--- Data to examine ---
//! Two pages sharing one realtime connection.
//!
//! Demonstrates:
//! - Route-driven connect on the chat page
//! - A second page adopting the live connection
//! - Feature-filtered handlers alongside each page's wildcard handler
//! - Refcounted teardown on unmount
//! - Reconnect after the server drops the socket (in-memory mode)
//!
//! Usage:
//!   cargo run --example chat_session
//!   cargo run --example chat_session -- --debug
//!   cargo run --example chat_session -- --url wss://consult.example.com/ws --token TOKEN

mod common;

// ============================================================================
// Imports
// ============================================================================

use std::sync::Arc;
use std::time::Duration;

use serde_json::json;
use tokio::time::sleep;

use common::Args;
use consult_realtime::{
    BackoffPolicy, ConnectionRegistry, ConnectionStatus, CurrentUser, DeviceInfo, FeatureFilter,
    MemoryConnector, PageConnectionController, PolicyTable, Result, StaticSession,
};

// ============================================================================
// Main
// ============================================================================

#[tokio::main]
async fn main() {
    let args = Args::parse();
    common::init_logging(args.debug);

    if let Err(e) = run(args).await {
        eprintln!("\n[ERROR] {e}");
        std::process::exit(1);
    }
}

async fn run(args: Args) -> Result<()> {
    println!("=== Chat Session ===\n");

    // ========================================================================
    // Setup
    // ========================================================================

    println!("[Setup] Creating registry...");

    let session = Arc::new(StaticSession::signed_in(
        CurrentUser::new(args.user_id.as_str(), "consultant"),
        args.token.as_str(),
    ));
    let memory = MemoryConnector::new();
    let builder = ConnectionRegistry::builder()
        .backoff(BackoffPolicy {
            base_delay: Duration::from_millis(200),
            max_delay: Duration::from_secs(2),
            ..BackoffPolicy::default()
        })
        .auth(session.clone());
    let registry = match &args.url {
        Some(url) => builder.url(url.as_str()).build()?,
        None => builder
            .url("ws://memory.local/ws")
            .connector(memory.clone())
            .build()?,
    };
    common::print_status_changes(&registry);
    println!("        ✓ Registry ready ({})\n", args.url.as_deref().unwrap_or("in-memory server"));

    let policies = Arc::new(PolicyTable::consultation());
    let device = Arc::new(DeviceInfo {
        device_id: "demo-device".into(),
        device_type: "desktop".into(),
        user_agent: "consult-realtime-demo".into(),
        platform: std::env::consts::OS.into(),
        screen_width: 1920,
        screen_height: 1080,
        ..DeviceInfo::default()
    });

    registry.dispatcher().register_handler(
        "typing_banner",
        FeatureFilter::only(["typing_indicator"]),
        |message| {
            common::print_message("typing", message);
            Ok(true)
        },
    );

    // ========================================================================
    // Page A: chat
    // ========================================================================

    println!("[1] Mounting /chat/room-7...");
    let chat = PageConnectionController::new(
        registry.clone(),
        Arc::clone(&policies),
        session.clone(),
        device.clone(),
        "/chat/room-7",
    );
    let evaluation = chat.evaluate().await;
    println!("    Evaluation: {evaluation:?}");
    println!("    Features: {:?}\n", chat.supported_features());

    // ========================================================================
    // Page B: consultant queue
    // ========================================================================

    println!("[2] Mounting /consultant/queue...");
    let queue = PageConnectionController::new(
        registry.clone(),
        Arc::clone(&policies),
        session.clone(),
        device.clone(),
        "/consultant/queue",
    );
    let evaluation = queue.evaluate().await;
    println!("    Evaluation: {evaluation:?}");
    println!("    Interests held: {}\n", registry.retain_count());

    // ========================================================================
    // Traffic
    // ========================================================================

    println!("[3] Sending and receiving...");
    let sent = chat.send_message(json!({ "type": "chat_message", "content": "Hello doctor" }));
    println!("    Sent: {sent}");

    if args.url.is_none() {
        memory.push(&json!({ "type": "typing", "feature": "typing_indicator", "userId": "7" }));
        memory.push(&json!({ "type": "new_message", "feature": "messaging", "content": "Hi!" }));
        sleep(Duration::from_millis(100)).await;
        if let Some(message) = queue.last_message() {
            common::print_message("queue page", &message);
        }
    }
    println!();

    // ========================================================================
    // Reconnect
    // ========================================================================

    if args.url.is_none() {
        println!("[4] Dropping the socket server-side...");
        memory.drop_all();
        let back = common::wait_for_status(&registry, ConnectionStatus::Connected, 5).await;
        println!(
            "    Reconnected: {back} (id={})\n",
            registry.connection_id().map(|id| id.to_string()).unwrap_or_default()
        );
    }

    // ========================================================================
    // Teardown
    // ========================================================================

    println!("[5] Unmounting pages...");
    chat.unmount();
    println!("    After chat: status={} interests={}", registry.connection_status(), registry.retain_count());
    queue.unmount();
    println!("    After queue: status={} interests={}", registry.connection_status(), registry.retain_count());

    println!("\n=== Done ===");
    Ok(())
}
---
Exercise objective:
Look over the entries above and count the lines where the word "debug" appears, then report only that count.

Written answer:
2